- Born: Tanya Nissani Ilangakkone Ekanayaka 6 May 1977 (age 48) Kandy, Sri Lanka
- Citizenship: Sri Lanka; United Kingdom;
- Occupation: Composer-Pianist

Academic background
- Alma mater: University of Peradeniya (BA - Honours); University of Edinburgh (MSc, PhD);
- Musical career
- Genres: Classical; World; Contemporary;
- Label: Naxos
- Website: www.tanyaekanayaka.com

= Tanya Ekanayaka =

Tanya Ekanayaka (born 6 May 1977) is a Sri Lankan-British contemporary virtuoso composer-pianist, classically trained and with a background in Asian and World music as well as a record producer, musicologist and linguist. Notably, she is among the world’s most prolific female composer-pianists.

== Early life ==
She began studying the piano at the age of five, and at the age of twelve made her debut recital. At the age of sixteen, as youngest competitor and joint winner of the biennial concerto competition of the Symphony Orchestra of Sri Lanka, she performed her first concerto.

==Career==

Ekanayaka's debut album of compositions for solo piano composed, performed and produced by her, Reinventions: Rhapsodies for Piano, was released in 2015. Each work in the album builds upon a motif inspired by the tonality of the works which preceded it in its primary concert performance and adaptations of melodies belonging to genres of Sri Lankan traditional and folk music.

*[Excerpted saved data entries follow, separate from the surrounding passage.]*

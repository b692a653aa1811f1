//! Outbound request/response types and the transport seam.
//!
//! [`Transport`] is what [`crate::http_retry::fetch_with_retry`] talks to.
//! Production code uses [`HttpTransport`] (a pooled `reqwest::Client`);
//! tests swap in transports that fail on demand or serve canned bodies.

use async_trait::async_trait;
use bytes::{Bytes, BytesMut};
use futures_util::{Stream, StreamExt, TryStreamExt, stream};
use reqwest::{Client, Method, StatusCode, header::CONTENT_TYPE, header::HeaderMap};
use std::fmt;
use std::pin::Pin;
use std::time::Duration;
use thiserror::Error;
use url::Url;

/// Streaming response body.
pub type ByteStream = Pin<Box<dyn Stream<Item = Result<Bytes, TransportError>> + Send>>;

/// Failure below the HTTP layer: the request never produced a response,
/// or its body could not be read.
#[derive(Debug, Error)]
pub enum TransportError {
    #[error("upstream request timed out")]
    Timeout,
    #[error("failed to connect to upstream: {0}")]
    Connect(String),
    #[error("failed to read upstream body: {0}")]
    Body(String),
    #[error("upstream request failed: {0}")]
    Other(String),
}

impl From<reqwest::Error> for TransportError {
    fn from(e: reqwest::Error) -> Self {
        if e.is_timeout() {
            Self::Timeout
        } else if e.is_connect() {
            Self::Connect(e.to_string())
        } else if e.is_body() || e.is_decode() {
            Self::Body(e.to_string())
        } else {
            Self::Other(e.to_string())
        }
    }
}

/// A fully described outbound request. Cloneable so every retry attempt
/// sends identical parameters.
#[derive(Debug, Clone)]
pub struct UpstreamRequest {
    pub method: Method,
    pub url: Url,
    pub headers: HeaderMap,
    pub body: Option<Bytes>,
}

impl UpstreamRequest {
    /// Plain GET with no extra headers.
    pub fn get(url: Url) -> Self {
        Self {
            method: Method::GET,
            url,
            headers: HeaderMap::new(),
            body: None,
        }
    }
}

/// Response as seen by the proxy. `url` is the final URL after any
/// transport-level redirects.
pub struct UpstreamResponse {
    pub status: StatusCode,
    pub headers: HeaderMap,
    pub url: Url,
    pub body: ByteStream,
}

impl UpstreamResponse {
    /// Build a response around an in-memory body.
    pub fn buffered(status: StatusCode, url: Url, headers: HeaderMap, body: impl Into<Bytes>) -> Self {
        let body: Bytes = body.into();
        Self {
            status,
            headers,
            url,
            body: stream::once(async move { Ok(body) }).boxed(),
        }
    }

    /// The declared `Content-Type`, if it is valid UTF-8.
    pub fn content_type(&self) -> Option<&str> {
        self.headers
            .get(CONTENT_TYPE)
            .and_then(|v| v.to_str().ok())
    }
}

impl fmt::Debug for UpstreamResponse {
    fn fmt(&self, f: &mut fmt::Formatter<'_>) -> fmt::Result {
        f.debug_struct("UpstreamResponse")
            .field("status", &self.status)
            .field("url", &self.url.as_str())
            .field("headers", &self.headers)
            .finish_non_exhaustive()
    }
}

/// Error from [`collect_limited`].
#[derive(Debug, Error)]
pub enum CollectError {
    #[error(transparent)]
    Transport(#[from] TransportError),
    #[error("body exceeds {limit} bytes")]
    TooLarge { limit: usize },
}

/// Drain a body stream into memory, refusing to grow past `limit` bytes.
///
/// `prefix` is a chunk already pulled off the stream (e.g. while sniffing).
pub async fn collect_limited(
    prefix: Option<Bytes>,
    mut body: ByteStream,
    limit: usize,
) -> Result<Bytes, CollectError> {
    let mut buf = BytesMut::new();
    if let Some(chunk) = prefix {
        buf.extend_from_slice(&chunk);
    }
    if buf.len() > limit {
        return Err(CollectError::TooLarge { limit });
    }

    while let Some(chunk) = body.next().await {
        let chunk = chunk?;
        if buf.len() + chunk.len() > limit {
            return Err(CollectError::TooLarge { limit });
        }
        buf.extend_from_slice(&chunk);
    }

    Ok(buf.freeze())
}

/// Something that can send an [`UpstreamRequest`].
#[async_trait]
pub trait Transport: Send + Sync {
    /// Send one request. `timeout` bounds the wait for response headers;
    /// `None` means wait indefinitely.
    async fn send(
        &self,
        request: &UpstreamRequest,
        timeout: Option<Duration>,
    ) -> Result<UpstreamResponse, TransportError>;
}

/// [`Transport`] backed by a shared `reqwest::Client`.
///
/// Redirects are followed by the client, so one `send` is one logical fetch.
#[derive(Clone, Debug)]
pub struct HttpTransport {
    client: Client,
}

impl HttpTransport {
    pub fn new(client: Client) -> Self {
        Self { client }
    }
}

#[async_trait]
impl Transport for HttpTransport {
    async fn send(
        &self,
        request: &UpstreamRequest,
        timeout: Option<Duration>,
    ) -> Result<UpstreamResponse, TransportError> {
        let mut builder = self
            .client
            .request(request.method.clone(), request.url.clone())
            .headers(request.headers.clone());
        if let Some(body) = &request.body {
            builder = builder.body(body.clone());
        }

        // Only the wait for headers is bounded; segment bodies may
        // legitimately take longer than the timeout to stream.
        let pending = builder.send();
        let response = match timeout {
            Some(limit) => tokio::time::timeout(limit, pending)
                .await
                .map_err(|_| TransportError::Timeout)??,
            None => pending.await?,
        };

        Ok(UpstreamResponse {
            status: response.status(),
            headers: response.headers().clone(),
            url: response.url().clone(),
            body: response.bytes_stream().map_err(TransportError::from).boxed(),
        })
    }
}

Twelve Piano Prisms, her second solo album of works for the piano, was released on 14 September 2018.

Ekanayaka's debut album contains adaptations of 10 of the 18 Sri Lankan Vannams while her second album contains adaptations of the remaining 8 Vannams along with adaptations of indigenous and traditional melodies of Armenia, China, Japan, the United Kingdom and the United States of America.

The Planets & Humanity - Piano Reflections, her third solo album of works for the piano, was released on 14 May 2021.

The works in this album correspond to reflections on the eight planets of earth’s solar system and earth’s seven continents and most contain trans-creations of melodies of indigenous peoples of Africa, Asia, Australia/Oceania, Europe, North America and South America, specifically, melodies of the Asháninka, Cree, Gond, Hadza, Numbulwar and Sámi people.

18 Piano Sutras & 25 South Asian Pianisms is Ekanayaka's double album, of 43 works for solo piano composed in 2021 and 2022 and released in April 2023.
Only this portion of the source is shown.